Extracted entries:

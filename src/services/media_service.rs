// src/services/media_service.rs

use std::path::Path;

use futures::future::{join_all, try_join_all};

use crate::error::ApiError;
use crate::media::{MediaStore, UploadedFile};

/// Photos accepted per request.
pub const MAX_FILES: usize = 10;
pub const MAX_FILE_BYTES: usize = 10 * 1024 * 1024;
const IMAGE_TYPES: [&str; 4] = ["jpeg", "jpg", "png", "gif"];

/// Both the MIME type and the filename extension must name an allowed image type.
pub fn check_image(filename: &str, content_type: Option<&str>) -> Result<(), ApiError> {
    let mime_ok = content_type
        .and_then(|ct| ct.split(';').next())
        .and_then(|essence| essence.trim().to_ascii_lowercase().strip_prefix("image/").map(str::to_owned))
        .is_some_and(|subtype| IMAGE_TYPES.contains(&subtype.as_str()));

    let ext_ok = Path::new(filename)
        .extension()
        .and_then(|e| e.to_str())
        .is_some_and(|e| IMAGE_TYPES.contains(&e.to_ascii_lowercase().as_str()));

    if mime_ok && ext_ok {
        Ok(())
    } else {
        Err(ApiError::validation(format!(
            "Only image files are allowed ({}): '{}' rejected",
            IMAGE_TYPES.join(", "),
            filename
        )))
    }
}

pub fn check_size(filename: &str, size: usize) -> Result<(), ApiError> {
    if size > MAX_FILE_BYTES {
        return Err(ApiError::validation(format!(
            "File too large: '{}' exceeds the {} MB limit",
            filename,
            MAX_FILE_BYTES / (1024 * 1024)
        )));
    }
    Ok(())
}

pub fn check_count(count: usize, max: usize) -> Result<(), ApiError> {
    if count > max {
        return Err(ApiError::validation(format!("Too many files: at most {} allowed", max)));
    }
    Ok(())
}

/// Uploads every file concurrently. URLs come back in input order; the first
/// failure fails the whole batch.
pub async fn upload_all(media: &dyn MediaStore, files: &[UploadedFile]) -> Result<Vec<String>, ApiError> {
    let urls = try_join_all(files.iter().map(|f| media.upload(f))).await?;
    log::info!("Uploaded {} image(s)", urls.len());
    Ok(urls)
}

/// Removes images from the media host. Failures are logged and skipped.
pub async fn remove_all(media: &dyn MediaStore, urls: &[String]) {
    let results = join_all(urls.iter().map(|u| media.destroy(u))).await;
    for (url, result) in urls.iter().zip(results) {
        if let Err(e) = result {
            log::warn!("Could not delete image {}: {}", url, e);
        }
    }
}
==
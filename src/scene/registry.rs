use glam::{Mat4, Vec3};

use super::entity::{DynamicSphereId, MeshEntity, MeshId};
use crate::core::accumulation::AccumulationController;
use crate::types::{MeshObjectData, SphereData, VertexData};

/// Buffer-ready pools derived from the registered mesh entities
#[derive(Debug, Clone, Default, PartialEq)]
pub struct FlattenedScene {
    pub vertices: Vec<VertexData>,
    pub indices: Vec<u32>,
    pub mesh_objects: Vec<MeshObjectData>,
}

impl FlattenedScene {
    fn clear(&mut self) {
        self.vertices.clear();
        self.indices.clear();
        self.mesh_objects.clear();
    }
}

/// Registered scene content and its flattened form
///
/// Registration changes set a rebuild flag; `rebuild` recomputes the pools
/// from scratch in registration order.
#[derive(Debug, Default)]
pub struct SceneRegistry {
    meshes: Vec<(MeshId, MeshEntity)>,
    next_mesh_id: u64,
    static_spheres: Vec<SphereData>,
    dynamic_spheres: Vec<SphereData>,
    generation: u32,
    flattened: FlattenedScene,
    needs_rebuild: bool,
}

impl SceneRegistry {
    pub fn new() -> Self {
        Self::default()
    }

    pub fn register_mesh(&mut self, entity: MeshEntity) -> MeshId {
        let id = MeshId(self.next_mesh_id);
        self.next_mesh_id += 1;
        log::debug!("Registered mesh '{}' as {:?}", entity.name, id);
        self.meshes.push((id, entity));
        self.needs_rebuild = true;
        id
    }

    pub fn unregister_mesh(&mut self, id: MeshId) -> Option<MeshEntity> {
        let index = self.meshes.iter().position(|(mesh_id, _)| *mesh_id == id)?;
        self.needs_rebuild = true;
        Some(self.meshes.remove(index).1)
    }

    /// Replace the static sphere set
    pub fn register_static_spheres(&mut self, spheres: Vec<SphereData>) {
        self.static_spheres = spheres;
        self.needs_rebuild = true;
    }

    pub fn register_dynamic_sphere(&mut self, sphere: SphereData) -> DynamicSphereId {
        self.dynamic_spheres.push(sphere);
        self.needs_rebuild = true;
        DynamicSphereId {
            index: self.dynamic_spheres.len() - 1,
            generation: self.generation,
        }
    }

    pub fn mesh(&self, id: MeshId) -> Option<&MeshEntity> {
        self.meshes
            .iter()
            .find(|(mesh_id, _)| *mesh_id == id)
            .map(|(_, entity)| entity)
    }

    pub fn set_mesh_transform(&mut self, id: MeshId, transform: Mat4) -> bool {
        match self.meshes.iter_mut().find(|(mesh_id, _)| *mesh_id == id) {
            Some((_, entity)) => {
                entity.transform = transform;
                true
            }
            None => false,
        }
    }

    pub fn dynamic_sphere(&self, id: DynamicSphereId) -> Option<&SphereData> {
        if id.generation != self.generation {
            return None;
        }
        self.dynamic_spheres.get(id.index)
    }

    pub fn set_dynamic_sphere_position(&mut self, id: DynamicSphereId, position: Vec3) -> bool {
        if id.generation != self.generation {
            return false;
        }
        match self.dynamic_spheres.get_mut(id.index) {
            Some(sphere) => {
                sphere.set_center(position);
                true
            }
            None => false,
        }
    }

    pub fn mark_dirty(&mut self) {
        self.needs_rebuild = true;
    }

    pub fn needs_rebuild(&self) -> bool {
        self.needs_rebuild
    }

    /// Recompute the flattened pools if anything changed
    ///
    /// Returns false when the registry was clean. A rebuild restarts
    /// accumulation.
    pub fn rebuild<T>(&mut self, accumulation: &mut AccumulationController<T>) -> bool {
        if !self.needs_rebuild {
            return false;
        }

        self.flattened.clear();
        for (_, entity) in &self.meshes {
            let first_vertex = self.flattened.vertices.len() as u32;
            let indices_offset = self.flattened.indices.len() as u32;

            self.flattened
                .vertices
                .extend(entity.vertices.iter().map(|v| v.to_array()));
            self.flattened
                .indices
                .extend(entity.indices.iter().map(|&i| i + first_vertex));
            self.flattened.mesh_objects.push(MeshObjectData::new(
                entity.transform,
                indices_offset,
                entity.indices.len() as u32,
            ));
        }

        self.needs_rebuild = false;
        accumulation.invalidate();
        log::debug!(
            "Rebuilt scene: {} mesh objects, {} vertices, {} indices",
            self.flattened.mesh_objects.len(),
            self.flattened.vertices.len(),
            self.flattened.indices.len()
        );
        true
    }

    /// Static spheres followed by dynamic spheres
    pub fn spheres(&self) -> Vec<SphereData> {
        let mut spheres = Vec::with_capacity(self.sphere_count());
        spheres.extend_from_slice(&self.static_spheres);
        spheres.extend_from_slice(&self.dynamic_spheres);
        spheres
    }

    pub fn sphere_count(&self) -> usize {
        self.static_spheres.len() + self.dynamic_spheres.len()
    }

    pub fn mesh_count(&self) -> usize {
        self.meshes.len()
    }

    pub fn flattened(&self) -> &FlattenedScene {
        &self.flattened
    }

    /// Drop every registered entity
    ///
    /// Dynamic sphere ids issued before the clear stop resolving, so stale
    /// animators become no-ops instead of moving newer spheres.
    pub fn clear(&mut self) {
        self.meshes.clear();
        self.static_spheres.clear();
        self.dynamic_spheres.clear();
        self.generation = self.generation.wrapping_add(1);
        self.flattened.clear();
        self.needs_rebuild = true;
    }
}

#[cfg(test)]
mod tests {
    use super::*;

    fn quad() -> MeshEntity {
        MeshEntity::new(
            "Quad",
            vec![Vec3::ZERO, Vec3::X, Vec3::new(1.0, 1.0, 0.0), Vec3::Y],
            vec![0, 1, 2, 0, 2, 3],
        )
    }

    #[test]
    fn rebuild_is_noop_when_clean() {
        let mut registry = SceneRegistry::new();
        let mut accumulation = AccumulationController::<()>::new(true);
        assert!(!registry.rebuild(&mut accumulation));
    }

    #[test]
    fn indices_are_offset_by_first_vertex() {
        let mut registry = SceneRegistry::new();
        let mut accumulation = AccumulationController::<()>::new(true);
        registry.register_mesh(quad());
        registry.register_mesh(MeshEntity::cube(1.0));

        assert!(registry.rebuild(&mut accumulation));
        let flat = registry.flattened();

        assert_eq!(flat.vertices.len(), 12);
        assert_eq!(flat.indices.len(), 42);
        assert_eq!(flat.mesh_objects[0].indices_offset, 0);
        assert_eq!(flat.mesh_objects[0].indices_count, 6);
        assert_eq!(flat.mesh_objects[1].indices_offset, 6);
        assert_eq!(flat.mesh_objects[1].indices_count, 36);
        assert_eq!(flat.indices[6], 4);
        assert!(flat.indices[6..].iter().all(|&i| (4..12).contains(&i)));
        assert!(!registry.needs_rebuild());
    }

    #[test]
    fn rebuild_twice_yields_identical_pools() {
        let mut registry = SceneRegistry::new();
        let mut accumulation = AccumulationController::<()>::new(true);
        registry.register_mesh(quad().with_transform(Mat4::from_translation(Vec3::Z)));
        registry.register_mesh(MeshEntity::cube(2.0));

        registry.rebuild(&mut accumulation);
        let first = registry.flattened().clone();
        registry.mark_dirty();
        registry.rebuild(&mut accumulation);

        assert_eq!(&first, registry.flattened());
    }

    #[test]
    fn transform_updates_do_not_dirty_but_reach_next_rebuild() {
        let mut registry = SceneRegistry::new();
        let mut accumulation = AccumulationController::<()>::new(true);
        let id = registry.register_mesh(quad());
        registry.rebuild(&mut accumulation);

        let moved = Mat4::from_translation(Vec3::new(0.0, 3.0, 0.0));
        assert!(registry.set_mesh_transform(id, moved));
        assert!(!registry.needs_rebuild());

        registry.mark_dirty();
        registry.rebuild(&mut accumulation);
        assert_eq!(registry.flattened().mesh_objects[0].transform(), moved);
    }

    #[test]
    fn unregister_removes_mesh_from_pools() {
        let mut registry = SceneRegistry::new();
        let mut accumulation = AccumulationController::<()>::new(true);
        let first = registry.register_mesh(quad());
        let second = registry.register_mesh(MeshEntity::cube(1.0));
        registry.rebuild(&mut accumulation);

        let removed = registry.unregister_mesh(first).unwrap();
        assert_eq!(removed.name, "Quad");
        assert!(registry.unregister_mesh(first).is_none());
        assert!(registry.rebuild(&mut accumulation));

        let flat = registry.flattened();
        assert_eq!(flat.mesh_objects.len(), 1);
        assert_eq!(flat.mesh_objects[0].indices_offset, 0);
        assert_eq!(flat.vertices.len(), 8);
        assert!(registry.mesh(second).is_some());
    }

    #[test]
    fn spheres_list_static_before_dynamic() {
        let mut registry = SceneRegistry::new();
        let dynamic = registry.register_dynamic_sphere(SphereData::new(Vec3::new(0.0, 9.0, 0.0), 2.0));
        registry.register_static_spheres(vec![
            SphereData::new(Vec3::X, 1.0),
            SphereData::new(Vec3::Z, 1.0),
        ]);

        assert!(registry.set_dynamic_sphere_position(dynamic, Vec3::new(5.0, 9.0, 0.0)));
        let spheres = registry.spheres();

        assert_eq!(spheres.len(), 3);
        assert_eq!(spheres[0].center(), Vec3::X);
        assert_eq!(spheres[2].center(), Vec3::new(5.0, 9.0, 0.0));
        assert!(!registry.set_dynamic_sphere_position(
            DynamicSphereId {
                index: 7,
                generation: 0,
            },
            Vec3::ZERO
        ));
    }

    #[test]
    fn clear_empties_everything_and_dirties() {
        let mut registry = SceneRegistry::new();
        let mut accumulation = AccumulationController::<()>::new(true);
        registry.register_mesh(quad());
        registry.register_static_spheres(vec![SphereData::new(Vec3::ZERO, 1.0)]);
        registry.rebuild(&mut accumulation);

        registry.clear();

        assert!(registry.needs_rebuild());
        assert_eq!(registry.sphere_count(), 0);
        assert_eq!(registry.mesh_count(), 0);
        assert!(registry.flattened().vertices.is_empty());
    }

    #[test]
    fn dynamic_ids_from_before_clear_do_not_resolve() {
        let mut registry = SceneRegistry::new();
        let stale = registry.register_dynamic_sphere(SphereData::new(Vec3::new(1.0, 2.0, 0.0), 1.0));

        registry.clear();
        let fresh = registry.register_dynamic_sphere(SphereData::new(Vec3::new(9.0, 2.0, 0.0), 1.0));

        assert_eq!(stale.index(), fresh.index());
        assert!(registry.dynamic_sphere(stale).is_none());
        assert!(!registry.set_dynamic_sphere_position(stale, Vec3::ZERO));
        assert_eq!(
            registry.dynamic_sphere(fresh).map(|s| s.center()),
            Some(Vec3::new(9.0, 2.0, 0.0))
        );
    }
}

Activity: Going through the material above, tally the lines holding "cube" and give the number alone.

Answer area: 3